Sonra anlattı yüzmeyi... İkna etti. Sevdirdi.
Gönüllü öğretmen oldu.
Sokakta yürümekte zorlanan Siirtli kızlara, yüzmeyi öğretmeye başladı...
Sineması olmayan bir dünyada, hayalleri kurumuş, afişleri solmuş bir şehirde...
Geceleri yorganlarının altında ağlayan küçük gelinlerin arka sokaklarında...
Arkadaşlarıyla bir veda yemeğine giderken...
Ne olduğunu anlamadı Nurcan...
Kavruldu bedeni...
Ve Siirt’teki o “sessiz mucize”...
Kulakları sağır eden bir gürültüyle, çığlık çığlığa öldü.
Nurcan Olgaç üç arkadaşıyla birlikte PKK’nın kurduğu pusuya düştü...

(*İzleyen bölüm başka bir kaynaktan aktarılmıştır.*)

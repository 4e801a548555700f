//! Table processor: applies built column pipelines to raw rows.
//!
//! One call processes one table's worth of raw rows into a
//! [`TableResult`] with canonical `name:type` headers. Rows survive only
//! if every configured column passes: a missing required value or a
//! failing strict step drops the whole row, never a single field.

use crate::config::TableConfig;
use crate::diag::Diagnostics;
use crate::error::ConfigResult;
use crate::models::{CellValue, RawRow, TableResult, TypedRow};

use super::cast::cast;
use super::steps::{build_pipeline, CompiledColumn};

/// A row excluded from the output, with the column that caused it.
#[derive(Debug, Clone)]
pub struct DroppedRow {
    /// Zero-based index into the source records.
    pub row: usize,
    /// Column whose check or step failed.
    pub column: String,
    /// What happened.
    pub reason: String,
}

/// Result of processing one table.
#[derive(Debug)]
pub struct ProcessOutput {
    /// The canonical typed table.
    pub table: TableResult,
    /// Rows excluded from the output, in source order.
    pub dropped: Vec<DroppedRow>,
}

impl ProcessOutput {
    /// Summary line for progress output.
    pub fn summary(&self) -> String {
        format!(
            "{} ({} rows dropped)",
            self.table.summary(),
            self.dropped.len()
        )
    }
}

/// Process raw rows through the table's column pipelines.
///
/// Per configured column, in declared order:
/// 1. absent-or-empty required values drop the row before any chain runs;
/// 2. the step chain runs in order, a failing step drops the row with a
///    warning;
/// 3. the terminal lenient cast produces the typed value (never fails);
/// 4. the output header is the canonical `name:type` rename.
///
/// Output preserves source order among surviving rows. Columns absent from
/// the source entirely yield absent values for every row.
pub fn process(
    table_name: &str,
    records: &[RawRow],
    config: &TableConfig,
    diags: &mut Diagnostics,
) -> ConfigResult<ProcessOutput> {
    let pipeline = build_pipeline(table_name, config)?;

    let columns: Vec<String> = pipeline.iter().map(|col| col.canonical_name()).collect();

    let mut rows = Vec::new();
    let mut dropped = Vec::new();

    'rows: for (idx, record) in records.iter().enumerate() {
        // Required scan first: no chain runs for a row that is going to be
        // excluded anyway, so a partial chain never observes it.
        for col in pipeline.iter().filter(|c| c.required) {
            if is_absent(record, col) {
                dropped.push(DroppedRow {
                    row: idx,
                    column: col.name.clone(),
                    reason: "required value missing".to_string(),
                });
                continue 'rows;
            }
        }

        let mut typed = TypedRow::new();
        for col in &pipeline {
            let raw = record.get(&col.name).map(|s| s.as_str());
            let scope = format!("{}.{}", table_name, col.name);

            let value = match col.run_chain(CellValue::from_raw(raw)) {
                Ok(value) => value,
                Err(err) => {
                    diags.warn(&scope, format!("row {}: {}; row dropped", idx, err));
                    dropped.push(DroppedRow {
                        row: idx,
                        column: col.name.clone(),
                        reason: err.to_string(),
                    });
                    continue 'rows;
                }
            };

            let value = cast(col.target_type, value, &scope, diags);
            typed.insert(col.canonical_name(), value);
        }

        rows.push(typed);
    }

    Ok(ProcessOutput {
        table: TableResult {
            table_name: table_name.to_string(),
            columns,
            rows,
        },
        dropped,
    })
}

fn is_absent(record: &RawRow, col: &CompiledColumn) -> bool {
    match record.get(&col.name) {
        None => true,
        Some(s) => s.is_empty(),
    }
}

#[cfg(test)]
mod tests {
    use super::*;
    use crate::config::PipelineConfig;
    use crate::models::SemanticType;

    fn row(pairs: &[(&str, &str)]) -> RawRow {
        pairs
            .iter()
            .map(|(k, v)| (k.to_string(), v.to_string()))
            .collect()
    }

    fn trips_config() -> PipelineConfig {
        PipelineConfig::from_json(
            r#"{
                "trips": {
                    "trip_id": { "required": true, "type": "Integer" },
                    "price":   { "type": "Float", "parse": [ { "Replace": ["$", ""] }, { "ToFloat": 2 } ] },
                    "city":    { "type": "String", "parse": [ { "ToUpper": null } ] }
                }
            }"#,
        )
        .unwrap()
    }

    #[test]
    fn test_canonical_headers_in_declared_order() {
        let config = trips_config();
        let mut diags = Diagnostics::new();
        let out = process("trips", &[], config.table("trips").unwrap(), &mut diags).unwrap();

        assert_eq!(
            out.table.columns,
            vec!["trip_id:Integer", "price:Float", "city:String"]
        );
    }

    #[test]
    fn test_required_column_drops_row() {
        let config = trips_config();
        let records = vec![
            row(&[("trip_id", "1"), ("price", "$10.00"), ("city", "lyon")]),
            row(&[("trip_id", ""), ("price", "$3.00"), ("city", "nice")]),
            row(&[("price", "$4.00"), ("city", "metz")]),
            row(&[("trip_id", "4"), ("price", "$2.50"), ("city", "pau")]),
        ];

        let mut diags = Diagnostics::new();
        let out = process("trips", &records, config.table("trips").unwrap(), &mut diags).unwrap();

        // Empty and absent both count as missing; survivors keep source order.
        assert_eq!(out.table.rows.len(), 2);
        assert_eq!(out.dropped.len(), 2);
        assert_eq!(
            out.table.rows[0].get("trip_id:Integer"),
            Some(&CellValue::Int(1))
        );
        assert_eq!(
            out.table.rows[1].get("trip_id:Integer"),
            Some(&CellValue::Int(4))
        );
    }

    #[test]
    fn test_chain_then_cast() {
        let config = trips_config();
        let records = vec![row(&[
            ("trip_id", "7"),
            ("price", "$12.345"),
            ("city", "brest"),
        ])];

        let mut diags = Diagnostics::new();
        let out = process("trips", &records, config.table("trips").unwrap(), &mut diags).unwrap();

        let typed = &out.table.rows[0];
        assert_eq!(typed.get("price:Float"), Some(&CellValue::Float(12.35)));
        assert_eq!(
            typed.get("city:String"),
            Some(&CellValue::Text("BREST".to_string()))
        );
        assert!(diags.is_empty());
    }

    #[test]
    fn test_strict_step_drops_row_lenient_cast_keeps_it() {
        // Same unparseable value, opposite policies: ToInt as a chain step
        // drops the row; Integer as the terminal cast passes it through.
        let config = PipelineConfig::from_json(
            r#"{
                "strict":  { "n": { "parse": [ { "ToInt": null } ], "type": "Integer" } },
                "lenient": { "n": { "type": "Integer" } }
            }"#,
        )
        .unwrap();
        let records = vec![row(&[("n", "abc")])];

        let mut diags = Diagnostics::new();
        let strict = process("strict", &records, config.table("strict").unwrap(), &mut diags)
            .unwrap();
        assert!(strict.table.rows.is_empty());
        assert_eq!(strict.dropped.len(), 1);
        assert_eq!(strict.dropped[0].column, "n");
        assert_eq!(diags.warnings().count(), 1);

        let mut diags = Diagnostics::new();
        let lenient = process(
            "lenient",
            &records,
            config.table("lenient").unwrap(),
            &mut diags,
        )
        .unwrap();
        assert_eq!(lenient.table.rows.len(), 1);
        assert_eq!(
            lenient.table.rows[0].get("n:Integer"),
            Some(&CellValue::Text("abc".to_string()))
        );
        assert_eq!(diags.warnings().count(), 1);
    }

    #[test]
    fn test_one_failing_column_drops_whole_row() {
        let config = PipelineConfig::from_json(
            r#"{
                "t": {
                    "good": { "type": "String" },
                    "bad":  { "parse": [ { "ToFloat": null } ], "type": "Float" }
                }
            }"#,
        )
        .unwrap();
        let records = vec![row(&[("good", "fine"), ("bad", "not-a-number")])];

        let mut diags = Diagnostics::new();
        let out = process("t", &records, config.table("t").unwrap(), &mut diags).unwrap();

        // No partial-column writes within a row.
        assert!(out.table.rows.is_empty());
        assert_eq!(out.dropped.len(), 1);
        assert_eq!(out.dropped[0].column, "bad");
    }

    #[test]
    fn test_column_absent_from_source_is_absent_everywhere() {
        let config = PipelineConfig::from_json(
            r#"{ "t": { "present": {}, "missing": { "type": "Integer" } } }"#,
        )
        .unwrap();
        let records = vec![row(&[("present", "a")]), row(&[("present", "b")])];

        let mut diags = Diagnostics::new();
        let out = process("t", &records, config.table("t").unwrap(), &mut diags).unwrap();

        assert_eq!(out.table.rows.len(), 2);
        for typed in &out.table.rows {
            assert_eq!(typed.get("missing:Integer"), Some(&CellValue::Null));
        }
        assert!(diags.is_empty());
    }

    #[test]
    fn test_rename_is_one_way_and_idempotent() {
        let ty = SemanticType::Integer;
        assert_eq!(ty.canonical_column("trip_id"), "trip_id:Integer");
        assert_eq!(ty.canonical_column("trip_id:Integer"), "trip_id:Integer");
    }
}
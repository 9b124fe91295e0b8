//! Configuration validation.
//!
//! Validators run on the merged configuration before any rule is compiled
//! into a handler. Errors reject the configuration; warnings are logged by
//! the loader.

use super::types::EngineConfig;
use crate::modules::waf::{RuleConfig, RuleSet, PHASE_COUNT};
use std::collections::HashSet;

/// A single validation finding.
#[derive(Debug, Clone, PartialEq, Eq)]
pub struct ValidationError {
    /// Dotted path of the offending field.
    pub field: String,
    /// What is wrong.
    pub message: String,
    /// Whether the finding rejects the configuration.
    pub severity: ValidationSeverity,
}

impl ValidationError {
    /// A finding that rejects the configuration.
    pub fn error(field: impl Into<String>, message: impl Into<String>) -> Self {
        Self::new(field, message, ValidationSeverity::Error)
    }

    /// A finding that is only reported.
    pub fn warning(field: impl Into<String>, message: impl Into<String>) -> Self {
        Self::new(field, message, ValidationSeverity::Warning)
    }

    fn new(
        field: impl Into<String>,
        message: impl Into<String>,
        severity: ValidationSeverity,
    ) -> Self {
        Self {
            field: field.into(),
            message: message.into(),
            severity,
        }
    }
}

/// Severity of a finding.
#[derive(Debug, Clone, Copy, PartialEq, Eq)]
pub enum ValidationSeverity {
    /// The configuration cannot be used.
    Error,
    /// The configuration loads but probably does not do what was meant.
    Warning,
}

/// Findings of one or more validators.
#[derive(Debug, Default)]
pub struct ValidationResult {
    issues: Vec<ValidationError>,
}

impl ValidationResult {
    /// Create an empty result.
    #[must_use]
    pub fn new() -> Self {
        Self::default()
    }

    /// Record a finding.
    pub fn push(&mut self, issue: ValidationError) {
        self.issues.push(issue);
    }

    /// Whether no finding is an error.
    #[must_use]
    pub fn is_valid(&self) -> bool {
        self.errors().next().is_none()
    }

    /// All findings, in the order they were recorded.
    #[must_use]
    pub fn issues(&self) -> &[ValidationError] {
        &self.issues
    }

    /// Findings that reject the configuration.
    pub fn errors(&self) -> impl Iterator<Item = &ValidationError> {
        self.by_severity(ValidationSeverity::Error)
    }

    /// Findings that are only reported.
    pub fn warnings(&self) -> impl Iterator<Item = &ValidationError> {
        self.by_severity(ValidationSeverity::Warning)
    }

    fn by_severity(&self, severity: ValidationSeverity) -> impl Iterator<Item = &ValidationError> {
        self.issues.iter().filter(move |i| i.severity == severity)
    }

    /// Append the findings of another result.
    pub fn merge(&mut self, other: ValidationResult) {
        self.issues.extend(other.issues);
    }
}

/// A configuration check.
pub trait Validator: std::fmt::Debug + Send + Sync {
    /// Check `config` and report what is wrong with it.
    fn validate(&self, config: &EngineConfig) -> ValidationResult;
}

/// Structural checks that need no rule compilation.
#[derive(Debug, Default)]
pub struct BasicValidator;

impl BasicValidator {
    /// Create a new basic validator.
    #[must_use]
    pub fn new() -> Self {
        Self
    }
}

fn check_engine(config: &EngineConfig, result: &mut ValidationResult) {
    if config.engine.name.trim().is_empty() {
        result.push(ValidationError::error("engine.name", "Engine name cannot be empty"));
    }
}

// Collection names are looked up case-insensitively, so `ip` and `IP` clash
fn check_collections(config: &EngineConfig, result: &mut ValidationResult) {
    let mut seen = HashSet::new();
    for name in &config.collections.names {
        if name.is_empty() {
            result.push(ValidationError::error(
                "collections.names",
                "Collection name cannot be empty",
            ));
        } else if name.eq_ignore_ascii_case("TX") {
            result.push(ValidationError::error(
                "collections.names",
                "TX is per transaction and cannot be shared",
            ));
        } else if !seen.insert(name.to_ascii_uppercase()) {
            result.push(ValidationError::error(
                "collections.names",
                format!("Duplicate collection name: {name}"),
            ));
        }
    }
}

fn check_link_phase(field: &str, link: &RuleConfig, result: &mut ValidationResult) {
    let Some(phase) = link.phase else {
        return;
    };
    if !(1..=PHASE_COUNT as u8).contains(&phase) {
        result.push(ValidationError::error(
            format!("{field}.phase"),
            format!("Phase {phase} is outside 1-{PHASE_COUNT}"),
        ));
    }
}

fn check_rules(config: &EngineConfig, result: &mut ValidationResult) {
    let mut ids = HashSet::new();
    for (index, rule) in config.waf.rules.iter().enumerate() {
        let field = format!("waf.rules[{index}]");
        if rule.id != 0 && !ids.insert(rule.id) {
            result.push(ValidationError::error(
                format!("{field}.id"),
                format!("Duplicate rule id: {}", rule.id),
            ));
        }
        for link in rule.links() {
            check_link_phase(&field, link, result);
        }
        if rule.variables.is_empty() && rule.operator != "@unconditionalMatch" {
            result.push(ValidationError::warning(
                format!("{field}.variables"),
                "Rule without variables matches once against an empty value",
            ));
        }
    }

    for id in &config.waf.remove_rule_ids {
        if !ids.contains(id) {
            result.push(ValidationError::warning(
                "waf.remove_rule_ids",
                format!("Rule {id} is removed but never defined"),
            ));
        }
    }
}

fn check_exceptions(config: &EngineConfig, result: &mut ValidationResult) {
    for (index, exception) in config.waf.exceptions.iter().enumerate() {
        let field = format!("waf.exceptions[{index}]");
        if exception.selector_count() != 1 {
            result.push(ValidationError::error(
                field.clone(),
                "Exception needs exactly one of tag, msg or id",
            ));
        }
        if exception.targets.is_empty() {
            result.push(ValidationError::error(
                format!("{field}.targets"),
                "Exception needs at least one target",
            ));
        }
    }
}

impl Validator for BasicValidator {
    fn validate(&self, config: &EngineConfig) -> ValidationResult {
        let mut result = ValidationResult::new();
        check_engine(config, &mut result);
        check_collections(config, &mut result);
        check_rules(config, &mut result);
        check_exceptions(config, &mut result);

        if config.waf.match_log.max_entries == 0 {
            result.push(ValidationError::warning(
                "waf.match_log.max_entries",
                "Match log keeps a single entry when max_entries is 0",
            ));
        }
        result
    }
}

/// Compiles every rule and exception without activating them.
///
/// Failures are errors by default; with [`RuleCompileValidator::lenient`]
/// they become warnings and the engine loads the remaining rules.
#[derive(Debug, Default)]
pub struct RuleCompileValidator {
    lenient: bool,
}

impl RuleCompileValidator {
    /// Report compile failures as errors.
    #[must_use]
    pub fn new() -> Self {
        Self::default()
    }

    /// Report compile failures as warnings.
    #[must_use]
    pub fn lenient() -> Self {
        Self { lenient: true }
    }
}

impl Validator for RuleCompileValidator {
    fn validate(&self, config: &EngineConfig) -> ValidationResult {
        let mut result = ValidationResult::new();
        for error in RuleSet::from_config(&config.waf).errors {
            let field = match error.rule_id() {
                Some(id) => format!("waf.rules.{id}"),
                None => "waf.exceptions".to_string(),
            };
            let message = error.to_string();
            result.push(if self.lenient {
                ValidationError::warning(field, message)
            } else {
                ValidationError::error(field, message)
            });
        }
        result
    }
}

#[cfg(test)]
mod tests {
    use super::*;
    use crate::modules::waf::ExceptionConfig;

    fn rule(id: i64, operator: &str) -> RuleConfig {
        RuleConfig {
            id,
            variables: vec!["ARGS".to_string()],
            operator: operator.to_string(),
            ..Default::default()
        }
    }

    fn messages(result: &ValidationResult) -> Vec<String> {
        result.errors().map(|e| e.message.clone()).collect()
    }

    #[test]
    fn test_default_config_is_valid() {
        let result = BasicValidator::new().validate(&EngineConfig::default());
        assert!(result.is_valid());
        assert!(result.issues().is_empty());
    }

    #[test]
    fn test_empty_engine_name() {
        let mut config = EngineConfig::default();
        config.engine.name = "  ".to_string();

        let result = BasicValidator::new().validate(&config);
        assert!(!result.is_valid());
        assert_eq!(result.issues()[0].field, "engine.name");
    }

    #[test]
    fn test_duplicates() {
        let mut config = EngineConfig::default();
        config.collections.names.push("ip".to_string());
        config.collections.names.push("tx".to_string());
        config.waf.rules.push(rule(1, "@rx a"));
        config.waf.rules.push(rule(1, "@rx b"));

        let result = BasicValidator::new().validate(&config);
        let messages = messages(&result);
        assert_eq!(messages.len(), 3);
        assert_eq!(messages.iter().filter(|m| m.contains("Duplicate")).count(), 2);
        assert!(messages.iter().any(|m| m.contains("TX")));
    }

    #[test]
    fn test_phase_and_exceptions() {
        let mut config = EngineConfig::default();
        let mut bad_phase = rule(1, "@rx a");
        bad_phase.chain = Some(Box::new(RuleConfig {
            phase: Some(9),
            ..rule(0, "@rx b")
        }));
        config.waf.rules.push(bad_phase);
        config.waf.exceptions.push(ExceptionConfig {
            tag: Some("x".to_string()),
            msg: Some("y".to_string()),
            targets: vec!["ARGS".to_string()],
            ..Default::default()
        });

        let result = BasicValidator::new().validate(&config);
        let errors: Vec<_> = result.errors().collect();
        assert_eq!(errors.len(), 2);
        assert!(errors[0].field.ends_with(".phase"));
        assert_eq!(errors[1].field, "waf.exceptions[0]");
    }

    #[test]
    fn test_warnings_do_not_reject() {
        let mut config = EngineConfig::default();
        config.waf.rules.push(RuleConfig {
            id: 3,
            operator: "@streq x".to_string(),
            ..Default::default()
        });
        config.waf.remove_rule_ids.push(99);
        config.waf.match_log.max_entries = 0;

        let result = BasicValidator::new().validate(&config);
        assert!(result.is_valid());
        assert_eq!(result.warnings().count(), 3);
    }

    #[test]
    fn test_rule_compile_validator() {
        let mut config = EngineConfig::default();
        config.waf.rules.push(rule(1, "@rx ("));
        config.waf.rules.push(rule(2, "@rx ok"));

        let strict = RuleCompileValidator::new().validate(&config);
        assert!(!strict.is_valid());
        assert_eq!(strict.issues()[0].field, "waf.rules.1");

        let lenient = RuleCompileValidator::lenient().validate(&config);
        assert!(lenient.is_valid());
        assert_eq!(lenient.warnings().count(), 1);
    }

    #[test]
    fn test_merge() {
        let mut first = ValidationResult::new();
        first.push(ValidationError::error("a", "broken"));

        let mut second = ValidationResult::new();
        second.push(ValidationError::warning("b", "odd"));

        first.merge(second);
        assert_eq!(first.issues().len(), 2);
        assert_eq!(first.warnings().count(), 1);
    }
}
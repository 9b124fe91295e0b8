//! Rule target exceptions
//!
//! Loaded with the rule set, an exception selects rules by tag, message or
//! id and either removes (`!VAR`) or adds (`VAR`) targets of those rules.

use super::config::ExceptionConfig;
use super::error::{WafError, WafResult};
use super::rules::Rule;
use super::transaction::Transaction;
use super::variables::{parse_variable, Variable, VariableSet};
use tracing::warn;

type Targets = Vec<Box<dyn Variable>>;

/// Exception lists by tag, message and id
#[derive(Debug, Default)]
pub struct RuleExceptions {
    by_tag: Vec<(String, Targets)>,
    by_msg: Vec<(String, Targets)>,
    by_id: Vec<(i64, Targets)>,
}

fn parse_targets(targets: &[String]) -> WafResult<Targets> {
    if targets.is_empty() {
        return Err(WafError::InvalidConfig(
            "exception without targets".to_string(),
        ));
    }
    targets.iter().map(|t| parse_variable(t)).collect()
}

impl RuleExceptions {
    /// Create empty lists
    pub fn new() -> Self {
        Self::default()
    }

    /// Compile every exception; rejected ones are returned as errors
    pub fn from_config(configs: &[ExceptionConfig]) -> (Self, Vec<WafError>) {
        let mut exceptions = Self::new();
        let mut errors = Vec::new();

        for config in configs {
            if let Err(e) = exceptions.add(config) {
                warn!(error = %e, "Exception rejected");
                errors.push(e);
            }
        }
        (exceptions, errors)
    }

    /// Compile and add one exception
    pub fn add(&mut self, config: &ExceptionConfig) -> WafResult<()> {
        if config.selector_count() != 1 {
            return Err(WafError::InvalidConfig(format!(
                "exception needs exactly one of tag, msg or id, got {}",
                config.selector_count()
            )));
        }

        let targets = parse_targets(&config.targets)?;
        match (&config.tag, &config.msg, config.id) {
            (Some(tag), _, _) => self.by_tag.push((tag.clone(), targets)),
            (_, Some(msg), _) => self.by_msg.push((msg.clone(), targets)),
            (_, _, Some(id)) => self.by_id.push((id, targets)),
            _ => {},
        }
        Ok(())
    }

    /// Add targets for rules carrying `tag`
    pub fn add_by_tag(&mut self, tag: impl Into<String>, targets: &[String]) -> WafResult<()> {
        self.by_tag.push((tag.into(), parse_targets(targets)?));
        Ok(())
    }

    /// Add targets for rules whose expanded message equals `msg`
    pub fn add_by_msg(&mut self, msg: impl Into<String>, targets: &[String]) -> WafResult<()> {
        self.by_msg.push((msg.into(), parse_targets(targets)?));
        Ok(())
    }

    /// Add targets for the rule with `id`
    pub fn add_by_id(&mut self, id: i64, targets: &[String]) -> WafResult<()> {
        self.by_id.push((id, parse_targets(targets)?));
        Ok(())
    }

    /// Exclusion and addition sets that apply to `rule`.
    ///
    /// A `!VAR` target contributes its base variable to the exclusion set.
    pub fn variables_for<'a>(
        &'a self,
        rule: &Rule,
        tx: &Transaction,
    ) -> (VariableSet<'a>, VariableSet<'a>) {
        let mut exclusion = VariableSet::new();
        let mut addition = VariableSet::new();
        if self.is_empty() {
            return (exclusion, addition);
        }

        let message = rule.message(tx);
        let tagged = self
            .by_tag
            .iter()
            .filter(|(tag, _)| rule.has_tag(tag))
            .map(|(_, targets)| targets);
        let by_msg = self
            .by_msg
            .iter()
            .filter(|(msg, _)| message.as_deref() == Some(msg.as_str()))
            .map(|(_, targets)| targets);
        let by_id = self
            .by_id
            .iter()
            .filter(|(id, _)| *id == rule.id())
            .map(|(_, targets)| targets);

        for variable in tagged.chain(by_msg).chain(by_id).flatten() {
            match variable.exclusion_base() {
                Some(base) => exclusion.push(base),
                None => addition.push(variable.as_ref()),
            }
        }
        (exclusion, addition)
    }

    /// Number of exceptions
    pub fn len(&self) -> usize {
        self.by_tag.len() + self.by_msg.len() + self.by_id.len()
    }

    /// Whether no exception is loaded
    pub fn is_empty(&self) -> bool {
        self.len() == 0
    }
}

#[cfg(test)]
mod tests {
    use super::*;
    use crate::modules::collection::CollectionRegistry;

    fn tx() -> Transaction {
        Transaction::new("t", CollectionRegistry::new())
    }

    fn targets(list: &[&str]) -> Vec<String> {
        list.iter().map(|t| t.to_string()).collect()
    }

    #[test]
    fn test_selectors() {
        let mut exceptions = RuleExceptions::new();
        exceptions
            .add_by_tag("attack-sqli", &targets(&["!ARGS:id", "REQUEST_BODY"]))
            .unwrap();
        exceptions.add_by_msg("Bad thing", &targets(&["!ARGS"])).unwrap();
        exceptions.add_by_id(42, &targets(&["QUERY_STRING"])).unwrap();
        assert_eq!(exceptions.len(), 3);

        let tx = tx();
        let rule = Rule::for_test(42).with_tag("attack-sqli");
        let (exclusion, addition) = exceptions.variables_for(&rule, &tx);
        assert_eq!(exclusion.len(), 1);
        assert_eq!(exclusion.iter().next().unwrap().full_name(), "ARGS:id");
        assert_eq!(addition.len(), 2);

        let rule = Rule::for_test(7).with_msg("Bad thing");
        let (exclusion, addition) = exceptions.variables_for(&rule, &tx);
        assert_eq!(exclusion.len(), 1);
        assert!(addition.is_empty());

        let rule = Rule::for_test(7).with_tag("attack");
        let (exclusion, addition) = exceptions.variables_for(&rule, &tx);
        assert!(exclusion.is_empty() && addition.is_empty());
    }

    #[test]
    fn test_from_config_rejects_bad_selectors() {
        let configs = vec![
            ExceptionConfig {
                tag: Some("a".to_string()),
                id: Some(1),
                targets: targets(&["ARGS"]),
                ..Default::default()
            },
            ExceptionConfig {
                targets: targets(&["ARGS"]),
                ..Default::default()
            },
            ExceptionConfig {
                id: Some(1),
                targets: targets(&["NOT_A_VARIABLE"]),
                ..Default::default()
            },
            ExceptionConfig {
                id: Some(1),
                targets: Vec::new(),
                ..Default::default()
            },
            ExceptionConfig {
                id: Some(1),
                targets: targets(&["!REQUEST_HEADERS:User-Agent"]),
                ..Default::default()
            },
        ];
        let (exceptions, errors) = RuleExceptions::from_config(&configs);
        assert_eq!(exceptions.len(), 1);
        assert_eq!(errors.len(), 4);
    }
}
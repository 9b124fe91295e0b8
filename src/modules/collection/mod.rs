//! Collection Store Module
//!
//! Named, case-insensitive, multi-valued key/value stores with lazy expiry,
//! shared by every transaction of the process:
//! - `Collection` trait for pluggable backends
//! - `InMemoryCollection` guarded by a reader/writer lock
//! - Compartment views (`compartment::key`) over one physical store
//! - A registry of the named shared collections

mod backend;
mod config;
mod entry;
mod key;
mod memory;
mod registry;

pub use backend::{Collection, CompartmentView};
pub use config::CollectionConfig;
pub use entry::CollectionEntry;
pub use key::{nkey, CollectionKey, COMPARTMENT_SEPARATOR};
pub use memory::{InMemoryCollection, DEFAULT_CAPACITY};
pub use registry::CollectionRegistry;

O ana kadar tanımıyorduk Nurcan’ı.
Ölümüyle anladık...
Bu “intihar coğrafyası”nda, ev içlerine mahkûm edilmiş, ölüme süreklenmiş bütün kadınlar adına sessiz bir kahramandı Nurcan...
Bastırılmış ruhlarıyla intiharın kıyısında dolaşan kızlara yüzme öğretiyordu...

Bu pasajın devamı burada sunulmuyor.